Yes I did mean it. However you have to read precisely what I said about the ability to stitch images together to create the 'nearly unlimited resolution'. I have several 12 and 15 frame 'mosaics' shot with a 5 megapixel camera that have fooled several of my staunchest large format colleagues into thinking I had actually shot them with at least 4x5 and maybe larger. The finished files were nearly 300 megapixels (about what you would expect from a 100 megapixel camera) and had to be severly reduced in order to print on a 13" printer. One incredibly ambitions photographer who is online, Mark Lyons, has created a 2-gigapixel file from 96 frames that created a photo shown at the latest PMA convention that was truly mind-blowing. No 8x10 camera in the world world have made that image look as good. I know, I shot with an 8x10 for years both commercially and for fine art images and I teach lighting and commercial photography now as well as digital photography. I've also successfully experimented with some re-scanning techniques that gave me a 500 megabyte file for a poster from a 5 megapixel camera original that was astonishing to look at. It was like looking at an enlargement made from a 2-1/4 camera. The key is in the math which, after all, is what digital files are all about.
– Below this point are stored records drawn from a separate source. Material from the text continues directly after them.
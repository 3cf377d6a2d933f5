// crates/relay-server/tests/relay_scenarios.rs
//
// End-to-end scenarios over real loopback WebSockets.
//
// Known gap, on purpose: there is no departure event. Remaining clients
// only notice a peer has left because it stops receiving broadcasts, so
// none of these tests expect a "left" message.

use std::net::SocketAddr;
use std::time::Duration;

use futures::{SinkExt, StreamExt};
use relay_core::{ClientId, ClientRequest, HelloStatus, Member, ServerEvent};
use relay_protocol::{decode_event, encode_request};
use relay_server::{Config, RelayError, Server, SharedRegistry};
use tokio::net::TcpStream;
use tokio::sync::oneshot;
use tokio::task::JoinHandle;
use tokio::time::{sleep, timeout};
use tokio_tungstenite::tungstenite::Message;
use tokio_tungstenite::{connect_async, MaybeTlsStream, WebSocketStream};

type Ws = WebSocketStream<MaybeTlsStream<TcpStream>>;

const STEP: Duration = Duration::from_secs(5);
const QUIET: Duration = Duration::from_millis(300);

struct TestServer {
    addr: SocketAddr,
    registry: SharedRegistry,
    shutdown: Option<oneshot::Sender<()>>,
    handle: JoinHandle<Result<(), RelayError>>,
}

impl TestServer {
    async fn start(max_clients: usize) -> Self {
        let server = Server::bind(Config::new(0, max_clients)).await.unwrap();
        let addr = server.local_addr().unwrap();
        let registry = server.registry();
        let (tx, rx) = oneshot::channel::<()>();
        let handle = tokio::spawn(server.serve_until(async move {
            let _ = rx.await;
        }));

        TestServer {
            addr,
            registry,
            shutdown: Some(tx),
            handle,
        }
    }

    async fn stop(mut self) {
        if let Some(tx) = self.shutdown.take() {
            let _ = tx.send(());
        }
        timeout(STEP, self.handle)
            .await
            .expect("server did not shut down")
            .unwrap()
            .unwrap();
    }

    async fn wait_for_members(&self, n: usize) {
        timeout(STEP, async {
            while self.registry.len().await != n {
                sleep(Duration::from_millis(10)).await;
            }
        })
        .await
        .unwrap_or_else(|_| panic!("registry never reached {n} members"));
    }
}

async fn connect(addr: SocketAddr) -> Ws {
    let (ws, _) = connect_async(format!("ws://{addr}")).await.unwrap();
    ws
}

async fn send_text(ws: &mut Ws, text: &str) {
    ws.send(Message::text(text.to_string())).await.unwrap();
}

async fn send_request(ws: &mut Ws, req: ClientRequest) {
    let text = encode_request(&req).unwrap();
    send_text(ws, &text).await;
}

/// Next server event, skipping control frames.
async fn next_event(ws: &mut Ws) -> ServerEvent {
    timeout(STEP, async {
        loop {
            match ws.next().await {
                Some(Ok(Message::Text(text))) => return decode_event(text.as_str()).unwrap(),
                Some(Ok(Message::Ping(_))) | Some(Ok(Message::Pong(_))) => continue,
                other => panic!("expected a text frame, got {other:?}"),
            }
        }
    })
    .await
    .expect("timed out waiting for an event")
}

async fn assert_quiet(ws: &mut Ws) {
    if let Ok(frame) = timeout(QUIET, ws.next()).await {
        panic!("expected silence, got {frame:?}");
    }
}

async fn assert_closed(ws: &mut Ws) {
    let closed = timeout(STEP, async {
        loop {
            match ws.next().await {
                None | Some(Err(_)) | Some(Ok(Message::Close(_))) => return,
                Some(Ok(Message::Ping(_))) | Some(Ok(Message::Pong(_))) => continue,
                Some(Ok(other)) => panic!("expected close, got {other:?}"),
            }
        }
    })
    .await;
    assert!(closed.is_ok(), "connection was not closed");
}

/// Full handshake; returns the socket and the member the server announced.
async fn join(addr: SocketAddr, name: &str) -> (Ws, Member) {
    let mut ws = connect(addr).await;
    assert_eq!(next_event(&mut ws).await, ServerEvent::Hello(HelloStatus::Allowed));

    send_request(&mut ws, ClientRequest::Hello { name: name.into() }).await;

    let id = match next_event(&mut ws).await {
        ServerEvent::IdAssign(id) => id,
        other => panic!("expected ID_ASSIGN, got {other:?}"),
    };
    let me = Member::new(id, name);
    assert_eq!(next_event(&mut ws).await, ServerEvent::NewMember(me.clone()));

    (ws, me)
}

#[tokio::test]
async fn capacity_two_admits_alice_and_bob_then_refuses() {
    let server = TestServer::start(2).await;

    let (mut alice_ws, alice) = join(server.addr, "alice").await;
    let (mut bob_ws, bob) = join(server.addr, "bob").await;
    assert_ne!(alice.id, bob.id);

    // Alice was registered when bob arrived, so she sees him too.
    assert_eq!(next_event(&mut alice_ws).await, ServerEvent::NewMember(bob.clone()));

    let mut carol_ws = connect(server.addr).await;
    assert_eq!(next_event(&mut carol_ws).await, ServerEvent::Hello(HelloStatus::Disallowed));
    assert_closed(&mut carol_ws).await;

    assert_eq!(server.registry.len().await, 2);
    assert_eq!(server.registry.reserved().await, 0);
    assert_quiet(&mut alice_ws).await;
    assert_quiet(&mut bob_ws).await;

    server.stop().await;
}

#[tokio::test]
async fn create_message_reaches_everyone_including_sender() {
    let server = TestServer::start(2).await;
    let (mut alice_ws, alice) = join(server.addr, "alice").await;
    let (mut bob_ws, _bob) = join(server.addr, "bob").await;
    next_event(&mut alice_ws).await; // NEW_MEMBER bob

    send_request(&mut alice_ws, ClientRequest::CreateMessage { content: "hi".into() }).await;

    let expected = ServerEvent::new_message(alice.clone(), "hi");
    assert_eq!(next_event(&mut alice_ws).await, expected);
    assert_eq!(next_event(&mut bob_ws).await, expected);

    server.stop().await;
}

#[tokio::test]
async fn message_content_is_relayed_unchanged() {
    let server = TestServer::start(1).await;
    let (mut ws, me) = join(server.addr, "ünï \"quoted\" name").await;

    let content = "line one\nline two\t{\"not\": \"parsed\"} 🚀";
    send_request(&mut ws, ClientRequest::CreateMessage { content: content.into() }).await;

    match next_event(&mut ws).await {
        ServerEvent::NewMessage { from, content: got } => {
            assert_eq!(from, me);
            assert_eq!(got, content);
        }
        other => panic!("expected NEW_MESSAGE, got {other:?}"),
    }

    server.stop().await;
}

#[tokio::test]
async fn junk_frames_are_dropped_and_connection_stays_open() {
    let server = TestServer::start(2).await;
    let (mut alice_ws, alice) = join(server.addr, "alice").await;
    let (mut bob_ws, _bob) = join(server.addr, "bob").await;
    next_event(&mut alice_ws).await; // NEW_MEMBER bob

    send_text(&mut alice_ws, "this is not json").await;
    send_text(&mut alice_ws, r#"{"op":"DANCE","message":"now"}"#).await;
    send_text(&mut alice_ws, r#"{"op":"CREATE_MESSAGE","message":{"text":"hi"}}"#).await;
    send_text(&mut alice_ws, r#"{"op":"CREATE_MESSAGE"}"#).await;
    alice_ws.send(Message::binary(vec![1u8, 2, 3])).await.unwrap();

    assert_quiet(&mut bob_ws).await;
    assert_quiet(&mut alice_ws).await;
    assert_eq!(server.registry.len().await, 2);

    // Alice is still connected and routed normally.
    send_request(&mut alice_ws, ClientRequest::CreateMessage { content: "after".into() }).await;
    let expected = ServerEvent::new_message(alice, "after");
    assert_eq!(next_event(&mut bob_ws).await, expected);
    assert_eq!(next_event(&mut alice_ws).await, expected);

    server.stop().await;
}

#[tokio::test]
async fn hello_after_admission_is_ignored() {
    let server = TestServer::start(1).await;
    let (mut ws, me) = join(server.addr, "alice").await;

    send_request(&mut ws, ClientRequest::Hello { name: "renamed".into() }).await;
    assert_quiet(&mut ws).await;

    send_request(&mut ws, ClientRequest::CreateMessage { content: "still alice".into() }).await;
    assert_eq!(next_event(&mut ws).await, ServerEvent::new_message(me, "still alice"));

    server.stop().await;
}

#[tokio::test]
async fn abrupt_disconnect_removes_client() {
    let server = TestServer::start(2).await;
    let (mut alice_ws, alice) = join(server.addr, "alice").await;
    let (bob_ws, bob) = join(server.addr, "bob").await;
    next_event(&mut alice_ws).await; // NEW_MEMBER bob

    // No close handshake: just drop the socket.
    drop(bob_ws);
    server.wait_for_members(1).await;
    assert!(!server.registry.contains(&bob.id).await);
    assert!(server.registry.contains(&alice.id).await);

    send_request(&mut alice_ws, ClientRequest::CreateMessage { content: "anyone?".into() }).await;
    assert_eq!(
        next_event(&mut alice_ws).await,
        ServerEvent::new_message(alice.clone(), "anyone?")
    );

    let recipients = server.registry.snapshot().await;
    assert_eq!(recipients.len(), 1);
    assert_eq!(recipients[0].id(), alice.id);

    server.stop().await;
}

#[tokio::test]
async fn freed_slot_can_be_reused() {
    let server = TestServer::start(1).await;

    let (mut alice_ws, _alice) = join(server.addr, "alice").await;
    alice_ws.close(None).await.unwrap();
    server.wait_for_members(0).await;

    let (_bob_ws, bob) = join(server.addr, "bob").await;
    assert_eq!(server.registry.len().await, 1);
    assert!(server.registry.contains(&bob.id).await);

    server.stop().await;
}

#[tokio::test]
async fn wrong_handshake_op_closes_and_releases_slot() {
    let server = TestServer::start(1).await;

    let mut ws = connect(server.addr).await;
    assert_eq!(next_event(&mut ws).await, ServerEvent::Hello(HelloStatus::Allowed));
    send_request(&mut ws, ClientRequest::CreateMessage { content: "let me in".into() }).await;
    assert_closed(&mut ws).await;

    assert!(server.registry.is_empty().await);
    assert_eq!(server.registry.reserved().await, 0);

    // The only slot is free again.
    let (_ws, _member) = join(server.addr, "bob").await;

    server.stop().await;
}

#[tokio::test]
async fn malformed_or_binary_handshake_reply_closes() {
    let server = TestServer::start(1).await;

    let mut ws = connect(server.addr).await;
    next_event(&mut ws).await;
    send_text(&mut ws, "{not json").await;
    assert_closed(&mut ws).await;

    let mut ws = connect(server.addr).await;
    next_event(&mut ws).await;
    ws.send(Message::binary(b"HELLO".to_vec())).await.unwrap();
    assert_closed(&mut ws).await;

    assert!(server.registry.is_empty().await);
    assert_eq!(server.registry.reserved().await, 0);

    server.stop().await;
}

#[tokio::test]
async fn pending_handshake_holds_a_slot() {
    let server = TestServer::start(1).await;

    // Allowed, but never answers.
    let mut silent = connect(server.addr).await;
    assert_eq!(next_event(&mut silent).await, ServerEvent::Hello(HelloStatus::Allowed));

    let mut late = connect(server.addr).await;
    assert_eq!(next_event(&mut late).await, ServerEvent::Hello(HelloStatus::Disallowed));
    assert_closed(&mut late).await;

    assert_eq!(server.registry.reserved().await, 1);
    assert!(server.registry.is_empty().await);

    server.stop().await;
}

#[tokio::test]
async fn concurrent_admissions_never_exceed_capacity() {
    let server = TestServer::start(3).await;
    let addr = server.addr;

    let attempts: Vec<_> = (0..10)
        .map(|i| {
            tokio::spawn(async move {
                let mut ws = connect(addr).await;
                match next_event(&mut ws).await {
                    ServerEvent::Hello(HelloStatus::Allowed) => {
                        send_request(&mut ws, ClientRequest::Hello { name: format!("peer-{i}") }).await;
                        match next_event(&mut ws).await {
                            ServerEvent::IdAssign(id) => Some((ws, id)),
                            other => panic!("expected ID_ASSIGN, got {other:?}"),
                        }
                    }
                    ServerEvent::Hello(HelloStatus::Disallowed) => None,
                    other => panic!("expected HELLO, got {other:?}"),
                }
            })
        })
        .collect();

    let mut admitted: Vec<(Ws, ClientId)> = Vec::new();
    for attempt in attempts {
        if let Some(entry) = attempt.await.unwrap() {
            admitted.push(entry);
        }
    }

    assert_eq!(admitted.len(), 3);
    server.wait_for_members(3).await;
    assert_eq!(server.registry.len().await, 3);

    let mut ids: Vec<ClientId> = admitted.iter().map(|(_, id)| *id).collect();
    ids.sort();
    ids.dedup();
    assert_eq!(ids.len(), 3);

    server.stop().await;
}

#[tokio::test]
async fn shutdown_closes_clients_and_clears_registry() {
    let server = TestServer::start(2).await;
    let registry = server.registry.clone();
    let addr = server.addr;

    let (mut alice_ws, _alice) = join(addr, "alice").await;
    server.stop().await;

    assert_closed(&mut alice_ws).await;
    assert!(registry.is_empty().await);
    assert_eq!(registry.reserved().await, 0);

    // Listener is gone.
    assert!(connect_async(format!("ws://{addr}")).await.is_err());
}

#[tokio::test]
async fn shutdown_completes_with_a_peer_that_stopped_reading() {
    let server = TestServer::start(2).await;
    let registry = server.registry.clone();

    let (alice_ws, _alice) = join(server.addr, "alice").await;
    // Admitted, then never reads again; its receive buffer fills up and
    // every send to it eventually blocks.
    let (_stalled_ws, _stalled) = join(server.addr, "stalled").await;
    server.wait_for_members(2).await;

    let (mut alice_tx, mut alice_rx) = alice_ws.split();
    let drain = tokio::spawn(async move { while let Some(Ok(_)) = alice_rx.next().await {} });
    let flood = tokio::spawn(async move {
        let content = "x".repeat(256 * 1024);
        for _ in 0..400 {
            let text = encode_request(&ClientRequest::CreateMessage { content: content.clone() }).unwrap();
            if alice_tx.send(Message::text(text)).await.is_err() {
                break;
            }
        }
    });

    sleep(Duration::from_millis(500)).await;
    server.stop().await;

    assert!(registry.is_empty().await);
    assert_eq!(registry.reserved().await, 0);

    flood.abort();
    drain.abort();
}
Here was my personal bottom line to show I practice what I preach. Remember now that shooting for hire means I take home the difference between what I charge and what it costs. Anything I can do to cut costs (and time which equals money) without sacrificing quality (and thereby lowering revenue or competitiveness) is a good thing. Last year I sold my 4x5 view camera and 8x10 and have yet to miss either one. I've kept a 4x5 press type because I'm designing a digital back for it. I sold all of my 35mm gear, and have kept only the medium format cameras though they has sat gathering dust for almost 2 years.

I'm not saying that to convince anyone else to do the same thing -- I hope they don't. But for me it has freed me from inventory, sped up my turn-around, increased my aethetic options, cut my out-lab costs and I've not regretted a moment of it. I now only do film-based stuff as demos for students at the two colleges I teach for here in southern California or for a client who might, for some unknown reason, demand it. I do still believe that a solid grounding in film makes even better shooters when they migrate to digital since the paradigms are so overlapping so I do insist on teaching it as a foundation.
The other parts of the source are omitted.